Abstract
Radiological and clinical evaluations were carried out on 67 rhematoid wrists in 53 patients who were treated by synovectomy of the extensor sheath and the wrist joint combined with Darrach's procedure in the period from 1966 to 1986 in the authors' orthopaedic department. Based on preoperative X-ray findings, 14 wrists in 12 cases were classified into grade I or II according to Larsen's classification, hence into the group of early synovectomy, and the other 53 wrists in 41 cases were classified into grade III or more, hence into the group of late synovectomy. The follow-up period after the surgery was 10.1±6.4 years (mean±S.D.) in the former group, and 8.2 ±5.5 years in the latter. There was no significant difference in results between the two groups.

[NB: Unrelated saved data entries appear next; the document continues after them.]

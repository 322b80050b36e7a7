use axum::extract::rejection::JsonRejection;
use axum::http::StatusCode;
use axum::response::{IntoResponse, Response};
use thiserror::Error;
use tracing::{error, warn};

use crate::billing::BillingError;
use crate::models::DeliveryState;
use crate::utils::response::error as error_response;

#[derive(Debug, Error)]
pub enum AppError {
    #[error("request body rejected: {detail}")]
    InvalidRequestBody { status: StatusCode, detail: String },

    #[error("invalid plate '{0}'")]
    InvalidPlate(String),

    #[error("active session already exists for plate {0}")]
    DuplicateActiveSession(String),

    #[error("ticket not found")]
    TicketNotFound,

    #[error("session state conflict: {0}")]
    AlreadyCompleted(String),

    #[error("delivery already resolved as {current:?}")]
    AlreadyDelivered { current: DeliveryState },

    #[error("billing rejected the interval")]
    Billing(#[from] BillingError),
}

impl AppError {
    pub fn status_code(&self) -> StatusCode {
        match self {
            AppError::InvalidRequestBody { status, .. } => *status,
            AppError::InvalidPlate(_) => StatusCode::BAD_REQUEST,
            AppError::DuplicateActiveSession(_) => StatusCode::CONFLICT,
            AppError::TicketNotFound => StatusCode::NOT_FOUND,
            AppError::AlreadyCompleted(_) => StatusCode::CONFLICT,
            AppError::AlreadyDelivered { .. } => StatusCode::CONFLICT,
            AppError::Billing(_) => StatusCode::INTERNAL_SERVER_ERROR,
        }
    }

    pub fn code(&self) -> &'static str {
        match self {
            AppError::InvalidRequestBody { .. } => "INVALID_REQUEST_BODY",
            AppError::InvalidPlate(_) => "INVALID_PLATE",
            AppError::DuplicateActiveSession(_) => "DUPLICATE_ACTIVE_SESSION",
            AppError::TicketNotFound => "TICKET_NOT_FOUND",
            AppError::AlreadyCompleted(_) => "ALREADY_COMPLETED",
            AppError::AlreadyDelivered { .. } => "ALREADY_DELIVERED",
            AppError::Billing(_) => "INVALID_INTERVAL",
        }
    }

    fn log(&self) {
        match self {
            // Needs operator follow-up: the interval came back negative,
            // which points at a clock problem on the host.
            AppError::Billing(e) => {
                error!(error = %e, "Billing rejected the interval, ticket left untouched");
            }
            _ => {
                warn!(error = ?self, code = self.code(), "Request rejected");
            }
        }
    }

    /// Operator-facing message, in the kiosk UI language.
    fn public_message(&self) -> String {
        match self {
            AppError::InvalidRequestBody { .. } => {
                "Cuerpo de la solicitud inválido".to_string()
            }
            AppError::InvalidPlate(raw) => format!(
                "Placa inválida: '{}'. Use entre 3 y 10 caracteres (letras, números o guion)",
                raw
            ),
            AppError::DuplicateActiveSession(plate) => {
                format!("Ya existe una sesión activa para la placa {}", plate)
            }
            AppError::TicketNotFound => "Ticket no encontrado".to_string(),
            AppError::AlreadyCompleted(detail) => detail.clone(),
            AppError::AlreadyDelivered { current } => match current {
                DeliveryState::ConfirmedDigital => {
                    "El ticket ya fue entregado digitalmente".to_string()
                }
                DeliveryState::Printed => "El ticket ya fue impreso".to_string(),
                DeliveryState::Pending => "El ticket sigue pendiente de entrega".to_string(),
            },
            AppError::Billing(_) => "No se pudo calcular la tarifa".to_string(),
        }
    }
}

impl From<JsonRejection> for AppError {
    fn from(rejection: JsonRejection) -> Self {
        AppError::InvalidRequestBody {
            status: rejection.status(),
            detail: rejection.body_text(),
        }
    }
}

impl IntoResponse for AppError {
    fn into_response(self) -> Response {
        let status = self.status_code();
        let code = self.code();

        // Log internal details
        self.log();

        // Only expose the high-level message to the client
        error_response(code, self.public_message(), status)
    }
}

In the radiological follow-up, the degree of carpal collapse in the operated-on wrists was the same as in the opposite, non-operated-on rheumatoid wrists. However, ulnar shift of the carpus was significantly accelerated in wrists that received on operation combined with Darrach's procedure in which two years or more had elapsed (p≤0.01) . Volar subluxation of the carpus was negligible both in the operated-on and in the non-operated-on rheumatoid wrists.

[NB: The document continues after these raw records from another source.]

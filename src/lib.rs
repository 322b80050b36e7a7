pub mod billing;
pub mod clock;
pub mod config;
pub mod delivery;
pub mod handlers;
pub mod models;
pub mod qr;
pub mod routes;
pub mod state;
pub mod store;
pub mod utils;

pub use state::AppState;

In the group of early synovectomy, the progress of carpal collapse was slower than in the late synovectomy group. However, that of ulnar shift was more rapid, so that it is thought that either reconstruction of the triangular fibrocartilage complex in sufficient tension or radiolunate limited fusion is necessary, combined with Darrach's procedure, to prevent progress of ulnar shift.

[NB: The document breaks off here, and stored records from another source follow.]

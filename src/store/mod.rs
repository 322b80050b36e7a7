//! In-memory ticket store. The process owns all session state; restarting
//! the binary empties the facility.

use std::collections::{BTreeMap, HashMap};
use std::sync::atomic::{AtomicU8, Ordering};
use std::sync::{Arc, Mutex, MutexGuard, PoisonError};

use chrono::{DateTime, Local, NaiveTime, TimeZone, Utc};
use serde::Serialize;
use tracing::{info, warn};
use uuid::Uuid;

use crate::billing::{self, Fee, RateTable};
use crate::clock::Clock;
use crate::models::ticket::generate_qr_token;
use crate::models::{DeliveryState, PlateNumber, Ticket, TicketStatus, VehicleCategory};
use crate::utils::error::AppError;

/// One parking session. Settlement fields live behind their own lock and
/// the delivery state is a lone atomic, so exits and delivery resolution
/// never contend with each other or with the store index.
struct TicketRecord {
    id: Uuid,
    qr_token: String,
    plate_number: PlateNumber,
    vehicle_type: VehicleCategory,
    entry_timestamp: DateTime<Utc>,
    delivery: AtomicU8,
    settlement: Mutex<Settlement>,
}

struct Settlement {
    status: TicketStatus,
    exit_timestamp: Option<DateTime<Utc>>,
    calculated_fee: Option<Fee>,
}

impl TicketRecord {
    fn settlement(&self) -> MutexGuard<'_, Settlement> {
        self.settlement
            .lock()
            .unwrap_or_else(PoisonError::into_inner)
    }

    fn snapshot(&self) -> Ticket {
        let settlement = self.settlement();
        Ticket {
            id: self.id,
            qr_token: self.qr_token.clone(),
            plate_number: self.plate_number.clone(),
            vehicle_type: self.vehicle_type,
            entry_timestamp: self.entry_timestamp,
            exit_timestamp: settlement.exit_timestamp,
            calculated_fee: settlement.calculated_fee,
            status: settlement.status,
            delivery_state: DeliveryState::from_u8(self.delivery.load(Ordering::Acquire)),
        }
    }
}

#[derive(Default)]
struct Index {
    by_id: HashMap<Uuid, Arc<TicketRecord>>,
    by_token: HashMap<String, Uuid>,
    active_by_plate: HashMap<PlateNumber, Uuid>,
    insertion_order: Vec<Uuid>,
}

/// Result of a delivery transition attempt.
#[derive(Debug, Clone, Copy, PartialEq, Eq)]
pub enum DeliveryTransition {
    /// This caller won the race and moved the state out of `Pending`.
    Applied(DeliveryState),
    /// The state was already exactly what the caller asked for.
    AlreadyInRequestedState(DeliveryState),
}

#[derive(Debug, Clone, Copy)]
pub struct DeliveryUpdate {
    pub ticket_id: Uuid,
    pub transition: DeliveryTransition,
}

#[derive(Debug, Clone)]
pub struct ExitSettlement {
    pub ticket: Ticket,
    pub total_minutes: u64,
    pub total_hours: u64,
    /// False when a settled session was scanned again; the stored fee is
    /// reported and nothing is re-billed.
    pub newly_settled: bool,
}

#[derive(Debug, Clone, Serialize)]
#[serde(rename_all = "camelCase")]
pub struct ParkingStatus {
    pub active_vehicles: usize,
    pub vehicle_type_counts: BTreeMap<VehicleCategory, usize>,
    pub active_tickets: Vec<ActiveTicketSummary>,
    pub today_stats: TodayStats,
}

#[derive(Debug, Clone, Serialize)]
#[serde(rename_all = "camelCase")]
pub struct ActiveTicketSummary {
    pub id: Uuid,
    pub plate_number: PlateNumber,
    pub vehicle_type: VehicleCategory,
    pub entry_timestamp: DateTime<Utc>,
    pub time_elapsed: u64,
}

#[derive(Debug, Clone, Serialize)]
#[serde(rename_all = "camelCase")]
pub struct TodayStats {
    pub total_entries: usize,
    pub total_revenue: Fee,
}

pub struct TicketStore {
    clock: Arc<dyn Clock>,
    rates: RateTable,
    // Lock order: the index lock may briefly take a record's settlement
    // lock, never the reverse. Paths holding a settlement lock release it
    // before touching the index.
    index: Mutex<Index>,
}

impl TicketStore {
    pub fn new(clock: Arc<dyn Clock>, rates: RateTable) -> Self {
        Self {
            clock,
            rates,
            index: Mutex::new(Index::default()),
        }
    }

    pub fn now(&self) -> DateTime<Utc> {
        self.clock.now()
    }

    pub fn rates(&self) -> &RateTable {
        &self.rates
    }

    fn index(&self) -> MutexGuard<'_, Index> {
        self.index.lock().unwrap_or_else(PoisonError::into_inner)
    }

    /// Opens a session. Plate uniqueness among active sessions is checked
    /// under the same lock that performs the insert.
    pub fn create(
        &self,
        plate: PlateNumber,
        category: VehicleCategory,
    ) -> Result<Ticket, AppError> {
        let now = self.clock.now();
        let mut index = self.index();

        if let Some(existing_id) = index.active_by_plate.get(&plate).copied() {
            let still_active = index
                .by_id
                .get(&existing_id)
                .map(|record| record.settlement().status == TicketStatus::Active)
                .unwrap_or(false);
            if still_active {
                return Err(AppError::DuplicateActiveSession(plate.to_string()));
            }
            // Stale entry left by a settlement that has not cleaned up yet.
            index.active_by_plate.remove(&plate);
        }

        let id = Uuid::new_v4();
        let mut qr_token = generate_qr_token();
        while index.by_token.contains_key(&qr_token) {
            qr_token = generate_qr_token();
        }

        let record = Arc::new(TicketRecord {
            id,
            qr_token: qr_token.clone(),
            plate_number: plate.clone(),
            vehicle_type: category,
            entry_timestamp: now,
            delivery: AtomicU8::new(DeliveryState::Pending.as_u8()),
            settlement: Mutex::new(Settlement {
                status: TicketStatus::Active,
                exit_timestamp: None,
                calculated_fee: None,
            }),
        });

        let ticket = record.snapshot();
        index.by_token.insert(qr_token, id);
        index.active_by_plate.insert(plate, id);
        index.insertion_order.push(id);
        index.by_id.insert(id, record);

        info!(
            ticket_id = %id,
            plate = %ticket.plate_number,
            category = ?category,
            "Vehicle entry registered"
        );
        Ok(ticket)
    }

    fn record_by_id(&self, id: Uuid) -> Result<Arc<TicketRecord>, AppError> {
        self.index()
            .by_id
            .get(&id)
            .cloned()
            .ok_or(AppError::TicketNotFound)
    }

    fn record_by_token(&self, token: &str) -> Result<Arc<TicketRecord>, AppError> {
        let index = self.index();
        let id = index.by_token.get(token).ok_or(AppError::TicketNotFound)?;
        index.by_id.get(id).cloned().ok_or(AppError::TicketNotFound)
    }

    pub fn lookup_by_id(&self, id: Uuid) -> Result<Ticket, AppError> {
        Ok(self.record_by_id(id)?.snapshot())
    }

    pub fn lookup_by_token(&self, token: &str) -> Result<Ticket, AppError> {
        Ok(self.record_by_token(token)?.snapshot())
    }

    /// All tickets in insertion order, including settled and cancelled ones.
    pub fn list_all(&self) -> Vec<Ticket> {
        let records: Vec<Arc<TicketRecord>> = {
            let index = self.index();
            index
                .insertion_order
                .iter()
                .filter_map(|id| index.by_id.get(id).cloned())
                .collect()
        };
        records.iter().map(|record| record.snapshot()).collect()
    }

    /// Settles an active session at the current time. A second scan of a
    /// settled session replays the stored outcome instead of re-billing.
    /// A failed fee calculation leaves the session active and unbilled.
    pub fn complete_exit(&self, token: &str) -> Result<ExitSettlement, AppError> {
        let record = self.record_by_token(token)?;

        let (total_minutes, total_hours, newly_settled) = {
            let mut settlement = record.settlement();
            match settlement.status {
                TicketStatus::Active => {
                    let exit = self.clock.now();
                    let rate = self.rates.rate_for(record.vehicle_type);
                    let breakdown = billing::compute_fee(record.entry_timestamp, exit, rate)?;

                    settlement.status = TicketStatus::Completed;
                    settlement.exit_timestamp = Some(exit);
                    settlement.calculated_fee = Some(breakdown.fee);
                    (breakdown.minutes, breakdown.hours, true)
                }
                TicketStatus::Completed => {
                    let exit = settlement.exit_timestamp.unwrap_or(record.entry_timestamp);
                    let minutes = billing::billable_minutes(record.entry_timestamp, exit);
                    (minutes, billing::billable_hours(minutes), false)
                }
                TicketStatus::Cancelled => {
                    return Err(AppError::AlreadyCompleted(
                        "La sesión fue cancelada y no puede cerrarse".to_string(),
                    ));
                }
            }
        };

        if newly_settled {
            self.release_plate(&record.plate_number, record.id);
        }

        let ticket = record.snapshot();
        if newly_settled {
            info!(
                ticket_id = %ticket.id,
                plate = %ticket.plate_number,
                minutes = total_minutes,
                hours = total_hours,
                fee_cents = ticket.calculated_fee.map(Fee::cents).unwrap_or(0),
                "Session settled"
            );
        } else {
            info!(ticket_id = %ticket.id, "Exit scan replayed on settled session");
        }

        Ok(ExitSettlement {
            ticket,
            total_minutes,
            total_hours,
            newly_settled,
        })
    }

    /// Closes a session without billing it. Operator action for mistaken
    /// entries; the plate becomes available again.
    pub fn cancel(&self, id: Uuid) -> Result<Ticket, AppError> {
        let record = self.record_by_id(id)?;

        {
            let mut settlement = record.settlement();
            match settlement.status {
                TicketStatus::Active => settlement.status = TicketStatus::Cancelled,
                TicketStatus::Completed => {
                    return Err(AppError::AlreadyCompleted(
                        "La sesión ya fue cerrada y no puede cancelarse".to_string(),
                    ));
                }
                TicketStatus::Cancelled => {
                    return Err(AppError::AlreadyCompleted(
                        "La sesión ya estaba cancelada".to_string(),
                    ));
                }
            }
        }

        self.release_plate(&record.plate_number, record.id);
        warn!(ticket_id = %record.id, plate = %record.plate_number, "Session cancelled by operator");
        Ok(record.snapshot())
    }

    /// Resolves the delivery state with a single compare-and-swap. Only
    /// `Pending -> terminal` can succeed; asking for the state the ticket
    /// already holds is reported as such so callers can stay idempotent.
    pub fn transition_delivery(
        &self,
        token: &str,
        target: DeliveryState,
    ) -> Result<DeliveryUpdate, AppError> {
        debug_assert!(target.is_terminal());
        let record = self.record_by_token(token)?;

        let transition = match record.delivery.compare_exchange(
            DeliveryState::Pending.as_u8(),
            target.as_u8(),
            Ordering::AcqRel,
            Ordering::Acquire,
        ) {
            Ok(_) => {
                info!(ticket_id = %record.id, state = ?target, "Delivery resolved");
                DeliveryTransition::Applied(target)
            }
            Err(current) => {
                let current = DeliveryState::from_u8(current);
                if current == target {
                    DeliveryTransition::AlreadyInRequestedState(current)
                } else {
                    return Err(AppError::AlreadyDelivered { current });
                }
            }
        };

        Ok(DeliveryUpdate {
            ticket_id: record.id,
            transition,
        })
    }

    /// Dashboard aggregate over every record, computed on demand.
    pub fn status_snapshot(&self) -> ParkingStatus {
        let now = self.clock.now();
        let today_start = start_of_local_day(now);

        let records: Vec<Arc<TicketRecord>> = {
            let index = self.index();
            index
                .insertion_order
                .iter()
                .filter_map(|id| index.by_id.get(id).cloned())
                .collect()
        };

        let mut vehicle_type_counts: BTreeMap<VehicleCategory, usize> =
            VehicleCategory::ALL.iter().map(|c| (*c, 0)).collect();
        let mut active_tickets = Vec::new();
        let mut total_entries = 0;
        let mut total_revenue = Fee::ZERO;

        for record in records {
            let (status, exit_timestamp, calculated_fee) = {
                let settlement = record.settlement();
                (
                    settlement.status,
                    settlement.exit_timestamp,
                    settlement.calculated_fee,
                )
            };

            if record.entry_timestamp >= today_start {
                total_entries += 1;
            }

            match status {
                TicketStatus::Active => {
                    *vehicle_type_counts.entry(record.vehicle_type).or_insert(0) += 1;
                    active_tickets.push(ActiveTicketSummary {
                        id: record.id,
                        plate_number: record.plate_number.clone(),
                        vehicle_type: record.vehicle_type,
                        entry_timestamp: record.entry_timestamp,
                        time_elapsed: billing::elapsed_minutes(record.entry_timestamp, now),
                    });
                }
                TicketStatus::Completed => {
                    if let (Some(exit), Some(fee)) = (exit_timestamp, calculated_fee) {
                        if exit >= today_start {
                            total_revenue = total_revenue.saturating_add(fee);
                        }
                    }
                }
                TicketStatus::Cancelled => {}
            }
        }

        ParkingStatus {
            active_vehicles: active_tickets.len(),
            vehicle_type_counts,
            active_tickets,
            today_stats: TodayStats {
                total_entries,
                total_revenue,
            },
        }
    }

    /// Frees a plate for re-entry, but only if it still maps to the given
    /// session. A newer session for the same plate is left alone.
    fn release_plate(&self, plate: &PlateNumber, id: Uuid) {
        let mut index = self.index();
        if index.active_by_plate.get(plate) == Some(&id) {
            index.active_by_plate.remove(plate);
        }
    }
}

/// Start of the current calendar day in facility local time, expressed in
/// UTC. Falls back to the UTC day boundary when local midnight does not
/// exist (DST transition at 00:00).
fn start_of_local_day(now: DateTime<Utc>) -> DateTime<Utc> {
    let local_midnight = now.with_timezone(&Local).date_naive().and_time(NaiveTime::MIN);
    Local
        .from_local_datetime(&local_midnight)
        .earliest()
        .map(|start| start.with_timezone(&Utc))
        .unwrap_or_else(|| Utc.from_utc_datetime(&now.date_naive().and_time(NaiveTime::MIN)))
}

In the late synovectomy group, the progress of ulnar shift was more slow and the postoperative improvement of function was steady, especially in regard to pain relief, suppression of the recurrent synovitis, and the continuous improvement of forearm rotation.
In conclusion, the synovectomy for the rheumatoid wrist, combined with Darrach's procedure, is worthwhile not only in the early stage, but also in the late stage, in combination with preventive measures against progressive ulnar shift of the carpus, except in cases of mutilans type.